** Assigned task **
Pick out every line in the data below that holds "over".

** Material for this exercise **
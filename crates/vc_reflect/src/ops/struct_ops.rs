use alloc::borrow::Cow;
use alloc::boxed::Box;
use alloc::vec::Vec;

use crate::Reflect;
use crate::reflection::impl_reflect_cast_fn;

// -----------------------------------------------------------------------------
// Struct

/// A trait used to power struct-like operations via reflection.
///
/// Fields are addressed by their exact, case-sensitive name. Only the
/// fields a type chooses to expose are visible: the derive macro exposes
/// `pub` fields and numbers tuple-struct fields `"0"`, `"1"`, ...
///
/// # Example
///
/// ```
/// use vc_reflect::{Reflect, derive::Reflect, ops::Struct};
///
/// #[derive(Reflect, Clone)]
/// struct Foo {
///     pub bar: u32,
/// }
///
/// let foo = Foo { bar: 123 };
///
/// assert_eq!(foo.field_len(), 1);
/// assert_eq!(foo.name_at(0), Some("bar"));
///
/// let field: &dyn Reflect = foo.field("bar").unwrap();
/// assert_eq!(field.downcast_ref::<u32>(), Some(&123));
/// ```
pub trait Struct: Reflect {
    /// Returns a reference to the value of the field named `name`.
    fn field(&self, name: &str) -> Option<&dyn Reflect>;

    /// Returns a reference to the value of the field with index `index`.
    fn field_at(&self, index: usize) -> Option<&dyn Reflect>;

    /// Returns the name of the field with index `index`.
    fn name_at(&self, index: usize) -> Option<&str>;

    /// Returns the number of exposed fields.
    fn field_len(&self) -> usize;

    /// Returns an iterator over the values of the exposed fields.
    fn iter_fields(&self) -> StructFieldIter<'_>;
}

impl dyn Struct {
    /// Returns a typed reference to the field named `name`.
    ///
    /// Returns `None` if the field does not exist or is not a `T`.
    #[inline]
    pub fn field_as<T: Reflect>(&self, name: &str) -> Option<&T> {
        self.field(name).and_then(<dyn Reflect>::downcast_ref)
    }
}

// -----------------------------------------------------------------------------
// StructFieldIter

/// An iterator over the field values of a struct.
pub struct StructFieldIter<'a> {
    struct_val: &'a dyn Struct,
    index: usize,
}

impl<'a> StructFieldIter<'a> {
    #[inline(always)]
    pub const fn new(value: &'a dyn Struct) -> Self {
        StructFieldIter {
            struct_val: value,
            index: 0,
        }
    }
}

impl<'a> Iterator for StructFieldIter<'a> {
    type Item = &'a dyn Reflect;

    fn next(&mut self) -> Option<Self::Item> {
        let value = self.struct_val.field_at(self.index);
        self.index += value.is_some() as usize;
        value
    }

    #[inline]
    fn size_hint(&self) -> (usize, Option<usize>) {
        let size = self.struct_val.field_len() - self.index;
        (size, Some(size))
    }
}

impl ExactSizeIterator for StructFieldIter<'_> {}

// -----------------------------------------------------------------------------
// DynamicStruct

/// A struct-shaped value assembled at runtime.
///
/// Field order is insertion order. Inserting an existing name replaces
/// the value in place.
///
/// ```
/// use vc_reflect::{Reflect, ops::{DynamicStruct, Struct}};
///
/// let mut point = DynamicStruct::with_type_path("Point");
/// point.insert("x", 1_i32);
/// point.insert("y", 2_i32);
///
/// assert_eq!(point.reflect_type_path(), "Point");
/// assert_eq!(point.field("y").unwrap().downcast_ref::<i32>(), Some(&2));
/// ```
#[derive(Clone, Default)]
pub struct DynamicStruct {
    type_path: Option<&'static str>,
    fields: Vec<(Cow<'static, str>, Box<dyn Reflect>)>,
}

impl DynamicStruct {
    /// Creates an empty struct reporting its own type path.
    #[inline]
    pub const fn new() -> Self {
        Self {
            type_path: None,
            fields: Vec::new(),
        }
    }

    /// Creates an empty struct reporting `type_path` in diagnostics.
    #[inline]
    pub const fn with_type_path(type_path: &'static str) -> Self {
        Self {
            type_path: Some(type_path),
            fields: Vec::new(),
        }
    }

    /// Inserts a field, replacing the value of an existing one.
    #[inline]
    pub fn insert(&mut self, name: impl Into<Cow<'static, str>>, value: impl Reflect) {
        self.insert_boxed(name, Box::new(value));
    }

    /// Inserts a boxed field, replacing the value of an existing one.
    pub fn insert_boxed(&mut self, name: impl Into<Cow<'static, str>>, value: Box<dyn Reflect>) {
        let name = name.into();
        match self.fields.iter_mut().find(|(n, _)| *n == name) {
            Some((_, slot)) => *slot = value,
            None => self.fields.push((name, value)),
        }
    }
}

impl<N: Into<Cow<'static, str>>> FromIterator<(N, Box<dyn Reflect>)> for DynamicStruct {
    fn from_iter<I: IntoIterator<Item = (N, Box<dyn Reflect>)>>(iter: I) -> Self {
        let mut out = Self::new();
        iter.into_iter()
            .for_each(|(name, value)| out.insert_boxed(name, value));
        out
    }
}

impl Reflect for DynamicStruct {
    impl_reflect_cast_fn!(Struct);

    #[inline]
    fn reflect_type_path(&self) -> &'static str {
        self.type_path.unwrap_or(core::any::type_name::<Self>())
    }

    #[inline]
    fn reflect_clone(&self) -> Box<dyn Reflect> {
        Box::new(self.clone())
    }
}

impl Struct for DynamicStruct {
    fn field(&self, name: &str) -> Option<&dyn Reflect> {
        self.fields
            .iter()
            .find(|(n, _)| n == name)
            .map(|(_, value)| &**value)
    }

    #[inline]
    fn field_at(&self, index: usize) -> Option<&dyn Reflect> {
        self.fields.get(index).map(|(_, value)| &**value)
    }

    #[inline]
    fn name_at(&self, index: usize) -> Option<&str> {
        self.fields.get(index).map(|(name, _)| &**name)
    }

    #[inline]
    fn field_len(&self) -> usize {
        self.fields.len()
    }

    #[inline]
    fn iter_fields(&self) -> StructFieldIter<'_> {
        StructFieldIter::new(self)
    }
}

** Result of the exercise **
    /// Returns an iterator over the values of the exposed fields.
/// An iterator over the field values of a struct.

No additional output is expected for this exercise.